永濱さん:そうですね。先月、台湾へ行ったときに聞いた話ですが、修士課程を出てTSMCの本社(台湾)に就職した場合、給与が高い人だと1年目で年収が900万円ぐらいの人もいるそうです。あくまでも一例ですが、比較すると日本の技術職の給料は安すぎると思います。やはり、これまでの日本だとホワイトカラーの給料が高すぎて、技術系の給料が安く抑え込まれていた感じがありますね。

あと、日本人の経営者は、人材流出の危機感が乏しいため、“釣った魚に餌をやらない”ところがあって、優秀な人材に高給を払うことに渋かったりします。そして、従業員も海外みたいに待遇改善を求めてストライキなどもやらないですよね。だから、給料が上がりにくいというのもあると思います。

注目成長産業の一つ“農業”は、やり方次第で稼げる職業に!?

――農業もこれから伸びる産業として注目されていますが、期待通りに給料も上がっていくのでしょうか?

永濱さん:やり方次第では、かなり給料が上がると思いますよ。だって“食”は、究極の生活必需品ですし、世界に目を向けて考えると、まだまだ人口は増えていくわけですから。特に日本の農産物は、海外でもすごく評価されていますので、うまくビジネスにつなげられれば、相当伸びると思います。

例えば、国土面積が日本の九州くらいの広さのオランダは、テクノロジーを駆使したスマート農業によって著しく生産性を高め、今では世界第2位の農業大国となっています。日本は今、食糧自給率が低く、多くを海外からの輸入に頼っていますが、オランダの事例は参考になるところが多いと思います。
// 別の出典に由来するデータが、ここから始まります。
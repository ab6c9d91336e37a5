pub mod submission_pool;
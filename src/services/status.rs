//! Status service: read-only views over the record store

use std::sync::Arc;

use crate::models::record::OperationStatusView;
use crate::services::record_store::{RecordStore, StoreError};

#[derive(Debug, thiserror::Error)]
pub enum StatusError {
    #[error("operation {0} not found")]
    NotFound(String),
    #[error(transparent)]
    Store(StoreError),
}

impl From<StoreError> for StatusError {
    fn from(err: StoreError) -> Self {
        match err {
            StoreError::NotFound(id) => StatusError::NotFound(id),
            other => StatusError::Store(other),
        }
    }
}

#[derive(Clone)]
pub struct StatusService {
    store: Arc<dyn RecordStore>,
}

impl StatusService {
    pub fn new(store: Arc<dyn RecordStore>) -> Self {
        Self { store }
    }

    pub async fn get_status(&self, id: &str) -> Result<OperationStatusView, StatusError> {
        Ok(self.store.get(id).await?.into())
    }

    /// Every record ever accepted, no paging
    pub async fn list_history(&self) -> Result<Vec<OperationStatusView>, StatusError> {
        Ok(self
            .store
            .list_all()
            .await?
            .into_iter()
            .map(OperationStatusView::from)
            .collect())
    }
}
// SPDX-License-Identifier: Apache-2.0
// © James Ross Ω FLYING•ROBOTS <https://github.com/flyingrobots>

#![allow(missing_docs)]
#![allow(clippy::expect_used, clippy::unwrap_used)]
use netweave_core::{
    render_instance, Attributes, Graph, LinkKind, Literal, RefPath, TypeGraph, TypeGraphError,
};
use netweave_dry_tests::{divider_library, init_tracing};

#[test]
fn single_child_instance() {
    init_tracing();
    let mut tg = TypeGraph::new();
    let a = tg.add_type("A").unwrap();
    let b = tg.add_type("B").unwrap();
    tg.add_make_child(a, "x", b).unwrap();

    let mut g = Graph::new();
    let root = tg.instantiate(&mut g, "A", &Attributes::new()).unwrap();
    assert_eq!(g.name(root).unwrap(), g.root_id(root));
    assert_eq!(g.node(root).unwrap().ty.as_str(), "A");
    let children = g.children(root);
    assert_eq!(children.len(), 1);
    let x = children[0];
    assert_eq!(g.relative_name(x).unwrap(), "x");
    assert_eq!(g.node(x).unwrap().ty.as_str(), "B");
    assert_eq!(g.node_count(), 2);
}

#[test]
fn missing_link_endpoint_fails_instantiation() {
    let mut tg = TypeGraph::new();
    let electrical = tg.add_type("Electrical").unwrap();
    let b = tg.add_type("B").unwrap();
    tg.add_make_child(b, "p1", electrical).unwrap();
    let a = tg.add_type("A").unwrap();
    tg.add_make_child(a, "x", b).unwrap();
    tg.add_make_link(
        a,
        &RefPath::children(["x", "p1"]),
        &RefPath::children(["y", "p1"]),
        LinkKind::CONNECT,
    )
    .unwrap();

    let mut g = Graph::new();
    assert_eq!(
        tg.instantiate(&mut g, "A", &Attributes::new()),
        Err(TypeGraphError::UnresolvedLinkEndpoint {
            ty: "A".to_owned(),
            path: "y.p1".to_owned(),
        })
    );
    assert_eq!(g.node_count(), 0);
    assert!(tg.validate_type(a).is_err());
}

#[test]
fn instantiated_types_validate_cleanly() {
    let lib = divider_library();
    for name in ["Electrical", "Resistor", "Divider"] {
        let mut g = Graph::new();
        lib.tg.instantiate(&mut g, name, &Attributes::new()).unwrap();
        assert_eq!(lib.tg.validate_type(lib.ty(name)), Ok(()), "{name}");
    }
}

#[test]
fn divider_links_pointers_and_attributes() {
    let lib = divider_library();
    let mut attrs = Attributes::new();
    attrs.insert("ratio".to_owned(), Literal::Float(0.5));
    attrs.insert("r1.resistance".to_owned(), Literal::Float(10_000.0));

    let mut g = Graph::new();
    let root = lib.tg.instantiate(&mut g, "Divider", &attrs).unwrap();
    let bound = g.bind(root).unwrap();
    let mid_a = bound.at("r1.p2").unwrap().id();
    let mid_b = bound.at("r2.p1").unwrap().id();
    assert!(g.is_directly_connected(mid_a, mid_b));
    assert_eq!(
        g.pointed_by_identifier(root, "top").unwrap(),
        bound.at("r1.p1").map(|n| n.id())
    );
    assert_eq!(bound.attr("ratio"), Some(&Literal::Float(0.5)));
    assert_eq!(
        bound.at("r1").unwrap().attr("resistance"),
        Some(&Literal::Float(10_000.0))
    );
    assert_eq!(bound.at("r2").unwrap().attr("resistance"), None);

    let head = format!("{}|Divider", g.root_id(root));
    let expected = [
        head.as_str(),
        "├── r1|Resistor",
        "│   ├── p1|Electrical",
        "│   └── p2|Electrical",
        "└── r2|Resistor",
        "    ├── p1|Electrical",
        "    └── p2|Electrical",
    ]
    .join("\n");
    assert_eq!(render_instance(&g, root), expected);
}

#[test]
fn instances_share_one_target_graph() {
    let lib = divider_library();
    let mut g = Graph::new();
    let first = lib.tg.instantiate(&mut g, "Resistor", &Attributes::new()).unwrap();
    let second = lib.tg.instantiate(&mut g, "Resistor", &Attributes::new()).unwrap();
    assert_ne!(first, second);
    assert_eq!(g.node_count(), 6);
    assert!(g.is_root(first) && g.is_root(second));

    let pins: Vec<_> = [first, second]
        .iter()
        .flat_map(|root| [*root, g.child_by_name(*root, "p1").unwrap()])
        .collect();
    let names: Vec<String> = pins.iter().map(|n| g.full_name(*n).unwrap()).collect();
    assert_ne!(names[0], names[2]);
    assert_ne!(names[1], names[3]);
    let found = g.nodes_by_names(names.iter().map(String::as_str));
    assert_eq!(found, pins.into_iter().map(Some).collect::<Vec<_>>());
}
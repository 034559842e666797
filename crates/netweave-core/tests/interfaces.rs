// SPDX-License-Identifier: Apache-2.0
// © James Ross Ω FLYING•ROBOTS <https://github.com/flyingrobots>

#![allow(missing_docs)]
#![allow(clippy::expect_used, clippy::unwrap_used)]
use netweave_core::{
    ConditionOrigin, ConnectionMode, FilterResult, GraphError, LinkCondition, Path,
};
use netweave_dry_tests::{init_tracing, TreeBuilder};

#[test]
fn deep_connections_reach_matching_descendants() {
    init_tracing();
    let mut tree = TreeBuilder::new("top")
        .with_typed_path("i2c_a.scl", "Electrical")
        .with_typed_path("i2c_a.sda", "Electrical")
        .with_typed_path("i2c_b.scl", "Electrical")
        .with_typed_path("i2c_b.sda", "Electrical")
        .with_typed_path("i2c_c.scl", "Electrical")
        .build();
    let (a, b, c) = (tree.at("i2c_a"), tree.at("i2c_b"), tree.at("i2c_c"));
    let (a_scl, b_scl, c_scl) = (tree.at("i2c_a.scl"), tree.at("i2c_b.scl"), tree.at("i2c_c.scl"));
    let (a_sda, b_sda) = (tree.at("i2c_a.sda"), tree.at("i2c_b.sda"));
    let g = &mut tree.graph;

    g.connect(a, b).unwrap();
    g.connect_shallow(b, c).unwrap();

    assert!(g.are_connected(a_scl, b_scl).unwrap());
    assert!(g.are_connected(b_sda, a_sda).unwrap());
    assert!(g.are_connected(a, c).unwrap());
    // Shallow edges stop at the endpoints.
    assert!(!g.are_connected(b_scl, c_scl).unwrap());
    assert!(!g.is_directly_connected(a_scl, b_scl));

    assert!(matches!(g.connect(b, a), Err(GraphError::LinkExists { .. })));
    assert_eq!(g.connect(a, a), Err(GraphError::SelfConnection(a)));
}

#[test]
fn conditions_see_the_full_route() {
    let mut tree = TreeBuilder::new("top")
        .with_typed_path("left.hv", "Electrical")
        .with_typed_path("right.hv", "Electrical")
        .with_typed_path("far", "Electrical")
        .build();
    let (left, right, far) = (tree.at("left"), tree.at("right"), tree.at("far"));
    let (left_hv, right_hv) = (tree.at("left.hv"), tree.at("right.hv"));
    let g = &mut tree.graph;

    // Rejects routes that enter through the hierarchy.
    g.connect_conditional(
        left,
        right,
        ConnectionMode::Deep,
        LinkCondition::new(|_, path| (path.len() <= 2).into()),
    )
    .unwrap();
    g.connect(right, far).unwrap();

    assert!(g.are_connected(left, far).unwrap());
    assert!(!g.are_connected(left_hv, right_hv).unwrap());

    let route = g.bus(left).unwrap();
    let far_member = route.members.iter().find(|m| m.node == far).unwrap();
    assert_eq!(far_member.path.nodes().collect::<Vec<_>>(), vec![left, right, far]);

    // The inferred edge replays the left~right condition.
    let derived = g.connect_derived(left, far, &far_member.path).unwrap();
    let condition = g.edge(derived).unwrap().kind.condition().unwrap().clone();
    assert_eq!(condition.evaluate(g, &Path::new(left)), FilterResult::Pass);
    assert_eq!(
        condition.evaluate(g, &far_member.path),
        FilterResult::FailRecoverable
    );
    assert!(matches!(
        condition.origin(),
        ConditionOrigin::Derived(path) if path == &far_member.path
    ));
}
国を挙げた改革がもっと進み、日本も農産物で世界と勝負できるようになれば、都会で働くより地方で1次産業に従事した方が稼げる時代が来るかもしれません。

教えてくれたのは……永濱利廣さん

第一生命経済研究所首席エコノミスト。早稲田大学理工学部工業経営学科卒業、東京大学大学院経済学研究科修士課程修了。1995年に第一生命保険入社、日本経済研究センターを経て、2016年より現職。専門は経済統計、マクロ経済分析。著書に『日本病 なぜ給料と物価は安いままなのか』(講談社現代新書)等。